Как Вы понимаете, пан генерал, это сообщение не далее как сегодня утром будет подтверждено самим противником. Значит, Вы сможете убедиться, что я пишу правду.
Я готов помогать Вам и в дальнейшем, но для этого нам нужно встретиться и обо всем договориться. Как это сделать?
Пусть Ваши доверенные лица несколько ночей подряд ждут меня у Швехатских ворот с веревочной лестницей и на мой свист сбросят ее вниз. Я обязательно приду!
Как видите, Вы ничем не рискуете, а выиграть можете много.
Кульчицкий»
Ян Кульчек хлопнул себя ладонью по лбу. Хотя он был молод и не мог похвастать образованием, как вот эти студенты университета, которые спят здесь рядом с цеховыми учениками и подмастерьями, но читать умел и польский понимал достаточно, чтобы сообразить, что написано.

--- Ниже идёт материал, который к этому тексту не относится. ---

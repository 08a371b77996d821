//! Public, possibly false, claims about the content of one hand.

use serde::{Deserialize, Serialize};

use super::item::{AttackItem, DefenseItem, Hand, Item};
use super::player::PlayerId;

#[derive(Clone, Copy, Debug, PartialEq, Eq, Serialize, Deserialize)]
pub struct AttackDeclaration {
    pub actor: PlayerId,
    pub target: PlayerId,
    pub hand: Hand,
    pub declared: AttackItem,
}

#[derive(Clone, Copy, Debug, PartialEq, Eq, Serialize, Deserialize)]
pub struct DefenseDeclaration {
    pub actor: PlayerId,
    pub hand: Hand,
    pub declared: DefenseItem,
}

/// The live declaration. Each new declaration replaces the previous one.
#[derive(Clone, Copy, Debug, PartialEq, Eq, Serialize, Deserialize)]
pub enum Declaration {
    Attack(AttackDeclaration),
    Defense(DefenseDeclaration),
}

/// Discriminant of a `Declaration`, used in log lines.
#[derive(Clone, Copy, Debug, PartialEq, Eq, Serialize, Deserialize)]
pub enum DeclarationKind {
    Attack,
    Defense,
}

impl std::fmt::Display for DeclarationKind {
    fn fmt(&self, f: &mut std::fmt::Formatter<'_>) -> std::fmt::Result {
        match self {
            DeclarationKind::Attack => f.write_str("ATTACK"),
            DeclarationKind::Defense => f.write_str("DEFENSE"),
        }
    }
}

impl Declaration {
    #[must_use]
    pub const fn actor(&self) -> PlayerId {
        match self {
            Declaration::Attack(d) => d.actor,
            Declaration::Defense(d) => d.actor,
        }
    }

    #[must_use]
    pub const fn hand(&self) -> Hand {
        match self {
            Declaration::Attack(d) => d.hand,
            Declaration::Defense(d) => d.hand,
        }
    }

    #[must_use]
    pub const fn kind(&self) -> DeclarationKind {
        match self {
            Declaration::Attack(_) => DeclarationKind::Attack,
            Declaration::Defense(_) => DeclarationKind::Defense,
        }
    }

    /// The claimed item, widened for comparison against the real hand.
    #[must_use]
    pub fn claimed(&self) -> Item {
        match self {
            Declaration::Attack(d) => d.declared.into(),
            Declaration::Defense(d) => d.declared.into(),
        }
    }

    /// True for the riskier claim of each kind: TWIN attacks, SHIELD defenses.
    #[must_use]
    pub const fn is_bold(&self) -> bool {
        matches!(
            self,
            Declaration::Attack(AttackDeclaration { declared: AttackItem::Twin, .. })
                | Declaration::Defense(DefenseDeclaration { declared: DefenseItem::Shield, .. })
        )
    }
}
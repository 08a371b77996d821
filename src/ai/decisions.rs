//! Profile-driven decision functions.
//!
//! Each function reads the state, the deciding seat's `AiProfile`, and the
//! difficulty, draws from the supplied `RandomSource`, and returns a
//! decision. None of them mutate the state.
//!
//! Attack and defense claims are drawn without looking at the seat's real
//! hand, so any claim may turn out false when challenged.

use crate::core::{
    AiProfile, AttackItem, AttackPlan, Declaration, DefenseItem, DefensePlan, Difficulty, Hand,
    MatchState, PlayerId, RandomSource, Result,
};

/// Per-difficulty multipliers applied to a profile.
#[derive(Clone, Copy, Debug, PartialEq)]
pub struct DifficultyScale {
    pub aggression: f64,
    pub bluff: f64,
    pub challenge: f64,
    pub caution: f64,
}

impl DifficultyScale {
    /// EASY attacks, bluffs, and challenges less and is more cautious.
    /// HARD does the opposite.
    #[must_use]
    pub const fn of(difficulty: Difficulty) -> Self {
        match difficulty {
            Difficulty::Easy => Self {
                aggression: 0.85,
                bluff: 0.70,
                challenge: 0.55,
                caution: 1.10,
            },
            Difficulty::Normal => Self {
                aggression: 1.00,
                bluff: 1.00,
                challenge: 1.00,
                caution: 1.00,
            },
            Difficulty::Hard => Self {
                aggression: 1.10,
                bluff: 1.05,
                challenge: 1.35,
                caution: 0.90,
            },
        }
    }
}

/// Probability that an unbluffed attack claim is TWIN.
#[must_use]
pub const fn twin_bias(difficulty: Difficulty) -> f64 {
    match difficulty {
        Difficulty::Easy => 0.20,
        Difficulty::Normal => 0.30,
        Difficulty::Hard => 0.35,
    }
}

/// Base probability of claiming SHIELD on defense, before the caution bonus.
#[must_use]
pub const fn shield_preference(difficulty: Difficulty) -> f64 {
    match difficulty {
        Difficulty::Easy => 0.68,
        Difficulty::Normal => 0.78,
        Difficulty::Hard => 0.88,
    }
}

/// Fraction of the bluff rate that applies to defense claims.
#[must_use]
pub const fn defense_bluff_multiplier(difficulty: Difficulty) -> f64 {
    match difficulty {
        Difficulty::Easy => 0.22,
        Difficulty::Normal => 0.32,
        Difficulty::Hard => 0.40,
    }
}

/// Hard upper bound on any challenge probability.
#[must_use]
pub const fn challenge_ceiling(difficulty: Difficulty) -> f64 {
    match difficulty {
        Difficulty::Easy => 0.10,
        Difficulty::Normal => 0.13,
        Difficulty::Hard => 0.18,
    }
}

/// Extra challenge probability against a bold claim (TWIN / SHIELD).
#[must_use]
pub fn bold_claim_bonus(declaration: &Declaration, difficulty: Difficulty) -> f64 {
    let hard = difficulty == Difficulty::Hard;
    match declaration {
        Declaration::Attack(_) if declaration.is_bold() => if hard { 0.020 } else { 0.012 },
        Declaration::Defense(_) if declaration.is_bold() => if hard { 0.012 } else { 0.008 },
        _ => 0.0,
    }
}

fn clamp01(x: f64) -> f64 {
    x.clamp(0.0, 1.0)
}

fn random_hand<R: RandomSource>(rng: &mut R) -> Hand {
    if rng.chance(0.5) { Hand::Left } else { Hand::Right }
}

/// Probability that `profile` gives up its attack.
#[must_use]
pub fn pass_chance(profile: &AiProfile, difficulty: Difficulty) -> f64 {
    let k = DifficultyScale::of(difficulty);
    let aggression = clamp01(profile.aggression * k.aggression);
    let caution = clamp01(profile.caution * k.caution);
    0.30 * (1.0 - aggression) * (0.7 + 0.6 * caution)
}

/// Attack choice for `attacker`: pass, or a target, hand, and claim.
///
/// With no living enemy the attacker always passes.
pub fn choose_attack<R: RandomSource>(
    state: &MatchState,
    attacker: PlayerId,
    difficulty: Difficulty,
    rng: &mut R,
) -> Result<AttackPlan> {
    let me = state.player(attacker)?;
    let enemies = state.alive_ids(me.team.other());
    if enemies.is_empty() {
        return Ok(AttackPlan::Pass);
    }

    let k = DifficultyScale::of(difficulty);
    let bluff_rate = clamp01(me.ai.bluff_rate * k.bluff);

    if rng.chance(pass_chance(&me.ai, difficulty)) {
        return Ok(AttackPlan::Pass);
    }

    let target = enemies[rng.below(enemies.len())];
    let hand = random_hand(rng);
    let declared = if rng.chance(1.0 - twin_bias(difficulty)) {
        AttackItem::Sword
    } else {
        AttackItem::Twin
    };
    let declared = if rng.chance(bluff_rate) { declared.flipped() } else { declared };

    Ok(AttackPlan::Declare { target, hand, declared })
}

/// Defense choice for `defender`: SHIELD or BARE in a random hand.
pub fn choose_defense<R: RandomSource>(
    state: &MatchState,
    defender: PlayerId,
    difficulty: Difficulty,
    rng: &mut R,
) -> Result<DefensePlan> {
    let me = state.player(defender)?;
    let k = DifficultyScale::of(difficulty);

    let bluff_rate = clamp01(me.ai.bluff_rate * k.bluff);
    let caution = clamp01(me.ai.caution * k.caution);
    let prefer_shield = clamp01(shield_preference(difficulty) + 0.10 * caution);

    let declared = if rng.chance(prefer_shield) { DefenseItem::Shield } else { DefenseItem::Bare };
    let bluff = rng.chance(bluff_rate * defense_bluff_multiplier(difficulty));
    let declared = if bluff { declared.flipped() } else { declared };

    Ok(DefensePlan { hand: random_hand(rng), declared })
}

/// Probability that `challenger` challenges `declaration`. Zero when dead.
pub fn challenge_rate(
    state: &MatchState,
    challenger: PlayerId,
    declaration: &Declaration,
    difficulty: Difficulty,
) -> Result<f64> {
    let me = state.player(challenger)?;
    let actor = state.player(declaration.actor())?;
    if !me.alive {
        return Ok(0.0);
    }

    let k = DifficultyScale::of(difficulty);
    let caution = clamp01(me.ai.caution * k.caution);

    let mut rate = clamp01(me.ai.challenge_rate * k.challenge);
    rate *= 1.0 - 0.65 * caution;
    if me.is_leader {
        rate *= 0.25;
    }
    rate += bold_claim_bonus(declaration, difficulty);
    if actor.team == me.team {
        rate *= 0.55;
    }

    Ok(rate.min(challenge_ceiling(difficulty)))
}

/// Whether `challenger` challenges `declaration` this time.
pub fn should_challenge<R: RandomSource>(
    state: &MatchState,
    challenger: PlayerId,
    declaration: &Declaration,
    difficulty: Difficulty,
    rng: &mut R,
) -> Result<bool> {
    let rate = challenge_rate(state, challenger, declaration, difficulty)?;
    if rate <= 0.0 {
        return Ok(false);
    }
    Ok(rng.chance(rate))
}

#[cfg(test)]
mod tests {
    use super::*;
    use crate::core::{AttackDeclaration, DefenseDeclaration, ScriptedRandom, Team};
    use crate::setup::MatchBuilder;

    fn approx(a: f64, b: f64) -> bool {
        (a - b).abs() < 1e-9
    }

    fn fresh() -> MatchState {
        MatchBuilder::new().seed(11).build().0
    }

    fn sword_at(actor: PlayerId, target: PlayerId) -> Declaration {
        Declaration::Attack(AttackDeclaration {
            actor,
            target,
            hand: Hand::Left,
            declared: AttackItem::Sword,
        })
    }

    #[test]
    fn test_pass_chance_table() {
        let profile =
            AiProfile { aggression: 0.5, bluff_rate: 0.0, challenge_rate: 0.0, caution: 0.5 };
        assert!(approx(pass_chance(&profile, Difficulty::Normal), 0.30 * 0.5 * 1.0));

        // EASY: aggression 0.425, caution 0.55.
        let easy = 0.30 * (1.0 - 0.425) * (0.7 + 0.6 * 0.55);
        assert!(approx(pass_chance(&profile, Difficulty::Easy), easy));
        let (hard, normal) = (Difficulty::Hard, Difficulty::Normal);
        assert!(pass_chance(&profile, hard) < pass_chance(&profile, normal));
    }

    #[test]
    fn test_attack_pass_when_roll_low() {
        let state = fresh();
        let mut rng = ScriptedRandom::constant(0.0);
        let plan = choose_attack(&state, PlayerId::new(1), Difficulty::Normal, &mut rng).unwrap();
        assert_eq!(plan, AttackPlan::Pass);
        assert_eq!(rng.consumed(), 1);
    }

    #[test]
    fn test_attack_declares_against_living_enemy() {
        let state = fresh();
        // pass roll fails, target index 0, left hand, sword, no bluff.
        let mut rng = ScriptedRandom::new(vec![0.99, 0.0, 0.1, 0.1, 0.99]);
        let plan = choose_attack(&state, PlayerId::new(1), Difficulty::Normal, &mut rng).unwrap();

        assert_eq!(
            plan,
            AttackPlan::Declare {
                target: PlayerId::new(5),
                hand: Hand::Left,
                declared: AttackItem::Sword,
            }
        );
    }

    #[test]
    fn test_attack_bluff_flips_claim() {
        let state = fresh();
        // Same rolls as above but the bluff roll succeeds.
        let mut rng = ScriptedRandom::new(vec![0.99, 0.0, 0.9, 0.1, 0.0]);
        let plan = choose_attack(&state, PlayerId::new(1), Difficulty::Normal, &mut rng).unwrap();

        assert_eq!(
            plan,
            AttackPlan::Declare {
                target: PlayerId::new(5),
                hand: Hand::Right,
                declared: AttackItem::Twin,
            }
        );
    }

    #[test]
    fn test_attack_without_enemies_passes() {
        let mut state = fresh();
        for id in 5..10 {
            state.player_mut(PlayerId::new(id)).unwrap().alive = false;
        }
        let mut rng = ScriptedRandom::constant(0.99);
        let plan = choose_attack(&state, PlayerId::new(1), Difficulty::Hard, &mut rng).unwrap();
        assert_eq!(plan, AttackPlan::Pass);
        assert_eq!(rng.consumed(), 0);
    }

    #[test]
    fn test_defense_prefers_shield() {
        let state = fresh();
        let mut rng = ScriptedRandom::new(vec![0.5, 0.99, 0.7]);
        let plan = choose_defense(&state, PlayerId::new(6), Difficulty::Normal, &mut rng).unwrap();
        assert_eq!(plan, DefensePlan { hand: Hand::Right, declared: DefenseItem::Shield });
    }

    #[test]
    fn test_defense_bluff_flips_claim() {
        let state = fresh();
        let mut rng = ScriptedRandom::new(vec![0.5, 0.0, 0.1]);
        let plan = choose_defense(&state, PlayerId::new(6), Difficulty::Normal, &mut rng).unwrap();
        assert_eq!(plan, DefensePlan { hand: Hand::Left, declared: DefenseItem::Bare });
    }

    #[test]
    fn test_challenge_rate_respects_ceiling() {
        let mut state = fresh();
        let challenger = PlayerId::new(6);
        {
            let p = state.player_mut(challenger).unwrap();
            p.ai =
                AiProfile { aggression: 1.0, bluff_rate: 0.0, challenge_rate: 1.0, caution: 0.0 };
            p.is_leader = false;
        }
        let decl = sword_at(PlayerId::new(1), challenger);

        for d in [Difficulty::Easy, Difficulty::Normal, Difficulty::Hard] {
            let rate = challenge_rate(&state, challenger, &decl, d).unwrap();
            assert!(approx(rate, challenge_ceiling(d)), "{d}: {rate}");
        }
    }

    #[test]
    fn test_challenge_rate_modifiers() {
        let mut state = fresh();
        let me = PlayerId::new(7);
        {
            let p = state.player_mut(me).unwrap();
            p.ai =
                AiProfile { aggression: 0.5, bluff_rate: 0.0, challenge_rate: 0.1, caution: 0.4 };
            p.is_leader = false;
        }
        let base = 0.1 * (1.0 - 0.65 * 0.4);

        let enemy_sword = sword_at(PlayerId::new(2), me);
        let normal = Difficulty::Normal;
        assert!(approx(challenge_rate(&state, me, &enemy_sword, normal).unwrap(), base));

        let enemy_twin = Declaration::Attack(AttackDeclaration {
            actor: PlayerId::new(2),
            target: me,
            hand: Hand::Right,
            declared: AttackItem::Twin,
        });
        assert!(approx(challenge_rate(&state, me, &enemy_twin, normal).unwrap(), base + 0.012));

        let ally_shield = Declaration::Defense(DefenseDeclaration {
            actor: PlayerId::new(8),
            hand: Hand::Left,
            declared: DefenseItem::Shield,
        });
        assert!(approx(
            challenge_rate(&state, me, &ally_shield, normal).unwrap(),
            (base + 0.008) * 0.55
        ));

        state.player_mut(me).unwrap().is_leader = true;
        assert!(approx(challenge_rate(&state, me, &enemy_sword, normal).unwrap(), base * 0.25));
    }

    #[test]
    fn test_dead_seat_never_challenges() {
        let mut state = fresh();
        let me = PlayerId::new(9);
        state.player_mut(me).unwrap().alive = false;
        let decl = sword_at(PlayerId::new(1), PlayerId::new(5));

        let mut rng = ScriptedRandom::constant(0.0);
        assert!(!should_challenge(&state, me, &decl, Difficulty::Hard, &mut rng).unwrap());
        assert_eq!(rng.consumed(), 0);
    }

    #[test]
    fn test_unknown_seat_is_an_error() {
        let state = fresh();
        let mut rng = ScriptedRandom::constant(0.5);
        assert!(choose_defense(&state, PlayerId::new(42), Difficulty::Normal, &mut rng).is_err());
        assert_eq!(state.player(PlayerId::new(3)).unwrap().team, Team::Verita);
    }
}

«Матерь Божья! Да этому листу бумаги цены нет! Его нужно немедленно доставить губернатору!»
Он растолкал своего товарища, тоже подмастерья-пивовара, Якоба Шмидта.
– Якоб, друг! Вставай!
Тот открыл глаза. Пригладил рукой длинные льняные волосы. Недовольно спросил:
– Чего тебе?
– Постой за меня на часах!
– Что случилось?
– Живот болит, – соврал Ян, чтобы избежать дальнейших расспросов. – Только бы не кровавый понос…
Якоб нехотя встал, натянул сапоги, взял мушкет.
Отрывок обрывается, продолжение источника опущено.